Once when the sea cast them about, they thought they were landing on an island; but behold, it was a sleeping monster. False values and delusive words: these are the worst monsters for mortals; long does calamity sleep and wait in them. But eventually it comes and wakes and eats and devours what built huts upon it. Behold these huts which these priests built! Churches they call their sweet-smelling caves. Oh, that falsified light! That musty air! Here the soul is not allowed to soar to its height. For thus their faith commands: “Crawl up the stairs on your knees, ye sinners!”
Verily, rather would I see even the shameless than the contorted eyes of their shame and devotion! Who created for themselves such caves and stairways of repentance? Was it not such as wanted to hide themselves and were ashamed before the pure sky?
And only when the pure sky again looks through broken ceilings and down upon grass and red poppies near broken walls, will I again turn my heart to the abodes of this god.
They have called “God” what was contrary to them and gave them pain; and verily, there was much of the heroic in their adoration. And they did not know how to love their god except by crucifying man.
As corpses they meant to live; in black they decked out their corpses; out of their speech, too, I still smell the bad odor of death chambers. And whoever lives near them lives near black ponds out of which an ominous frog sings its song with sweet melancholy. They would have to sing better songs for me to learn to have faith in their Redeemer: and his disciples would have to look more redeemed!
Naked would I see them: for only beauty should preach repentance. But who would be persuaded by this muffled melancholy? Verily, their redeemers themselves did not come out of freedom and the seventh heaven of freedom. Verily, they themselves have never walked on the carpets of knowledge. Of gaps was the spirit of these redeemers made up; but into every gap they put their delusion, their stopgap, which they called God.
Their spirit was drowned in their pity; and when they were swollen and overswollen with pity, it was always a great folly that swam on top. Eagerly and with much shouting they drove their herd over their path; as if there were but a single path to the future. Verily, these shepherds themselves belonged among the sheep.
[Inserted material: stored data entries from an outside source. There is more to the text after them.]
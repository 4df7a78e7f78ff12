use super::{
    AppState,
    error::AppError,
    request::{PathAddress, ValidatedJson},
    response::{created, ok},
    schema::{AddAddressRequest, TrackedAddressView},
};
use crate::utils::AccountAddress;
use axum::{extract::State, response::Response};
use serde_json::json;

pub async fn add_address(
    State(state): State<AppState>,
    ValidatedJson(body): ValidatedJson<AddAddressRequest>,
) -> Result<Response, AppError> {
    let address: AccountAddress = body.address.parse()?;
    let record = state.tracking.add(&address).await?;
    Ok(created(TrackedAddressView::from(record)))
}

pub async fn get_address(
    State(state): State<AppState>,
    PathAddress(address): PathAddress,
) -> Result<Response, AppError> {
    match state.tracking.get(&address).await? {
        Some(record) => Ok(ok(TrackedAddressView::from(record))),
        None => Err(AppError::AddressNotFound(address.to_string())),
    }
}

/// Disabling an unknown or already disabled address is a 404 so callers can
/// tell it apart from a change.
pub async fn disable_address(
    State(state): State<AppState>,
    PathAddress(address): PathAddress,
) -> Result<Response, AppError> {
    if state.tracking.disable(&address).await? {
        Ok(ok(json!({ "address": address, "active": false })))
    } else {
        Err(AppError::AddressNotFound(format!(
            "{address} is not actively tracked"
        )))
    }
}

pub async fn reactivate_address(
    State(state): State<AppState>,
    PathAddress(address): PathAddress,
) -> Result<Response, AppError> {
    let record = state.tracking.reactivate(&address).await?;
    Ok(ok(TrackedAddressView::from(record)))
}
Small spirits and spacious souls these shepherds had; but my brothers, what small domains have even the most spacious souls proved to be so far!
They wrote signs of blood on the way they walked, and their folly taught that with blood one proved truth. But blood is the worst witness of truth; blood poisons even the purest doctrine and turns it into delusion and hatred of the heart. And if a man goes through fire for his doctrine—what does that prove? Verily, it is more if your own doctrine comes out of your own fire.
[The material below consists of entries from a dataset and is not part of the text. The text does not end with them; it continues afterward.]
//! Add / disable / reactivate tracked addresses while keeping the in-memory
//! filter a superset of the active set.

use crate::{
    error::StoreError,
    filter::AddressFilter,
    repo::{StoreResult, TrackedAddress, WatchStore},
    utils::AccountAddress,
};
use std::sync::Arc;
use tracing::info;

#[derive(Clone)]
pub struct TrackingService {
    store: Arc<dyn WatchStore>,
    filter: Arc<AddressFilter>,
}

impl TrackingService {
    pub fn new(store: Arc<dyn WatchStore>, filter: Arc<AddressFilter>) -> Self {
        Self { store, filter }
    }

    pub fn filter(&self) -> &AddressFilter {
        &self.filter
    }

    pub async fn get(
        &self,
        address: &AccountAddress,
    ) -> StoreResult<Option<TrackedAddress>> {
        self.store
            .find_tracked_address(address.workchain, &address.fingerprint)
            .await
    }

    /// Starts tracking `address`. An existing record, active or disabled, is
    /// a conflict; disabled ones come back through [`Self::reactivate`].
    pub async fn add(
        &self,
        address: &AccountAddress,
    ) -> StoreResult<TrackedAddress> {
        if let Some(existing) = self.get(address).await? {
            return Err(StoreError::Conflict(if existing.active {
                format!("{address} is already tracked")
            } else {
                format!("{address} is disabled, reactivate it instead")
            }));
        }
        let record = self
            .store
            .insert_tracked_address(address.workchain, &address.fingerprint)
            .await?;
        // the record is durable before the filter learns about it
        self.filter.add(&record.fingerprint);
        info!(%address, id = %record.id, "address tracked");
        Ok(record)
    }

    /// Returns `false` when the address is unknown or already disabled. The
    /// filter keeps its bits; the store check rejects later hits.
    pub async fn disable(&self, address: &AccountAddress) -> StoreResult<bool> {
        let Some(record) = self.get(address).await? else {
            return Ok(false);
        };
        if !record.active {
            return Ok(false);
        }
        let changed = self.store.deactivate_tracked_address(record.id).await?;
        if changed {
            info!(%address, id = %record.id, "address disabled");
        }
        Ok(changed)
    }

    /// Re-enables a disabled record. Reactivating an active record is a
    /// no-op that returns it unchanged.
    pub async fn reactivate(
        &self,
        address: &AccountAddress,
    ) -> StoreResult<TrackedAddress> {
        let Some(mut record) = self.get(address).await? else {
            return Err(StoreError::NotFound(address.to_string()));
        };
        if record.active {
            return Ok(record);
        }
        if self.store.reactivate_tracked_address(record.id).await? {
            info!(%address, id = %record.id, "address reactivated");
        }
        self.filter.add(&record.fingerprint);
        record.active = true;
        Ok(record)
    }

    pub async fn is_tracked(
        &self,
        address: &AccountAddress,
    ) -> StoreResult<bool> {
        Ok(self.get(address).await?.is_some_and(|r| r.active))
    }
}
A sultry heart and a cold head: where these two meet there arises the roaring wind, the “Redeemer.” There have been greater ones, verily, and more highborn than those whom the people call redeemers, those roaring winds which carry away. And you, my brothers, must be redeemed from still greater ones than all the redeemers if you would find the way to freedom.
Never yet has there been an overman. Naked I saw both the greatest and the smallest man: they are still all-too-similar to each other. Verily, even the greatest I found all-too-human.
Thus spoke Zarathustra.
ON THE VIRTUOUS
Slack and sleeping senses must be addressed with thunder and heavenly fireworks. But the voice of beauty speaks gently: it creeps only into the most awakened souls. Gently trembled and laughed my shield today; that is the holy laughter and tremor of beauty. About you, the virtuous, my beauty laughed today. And thus its voice came to me: “They still want to be paid.”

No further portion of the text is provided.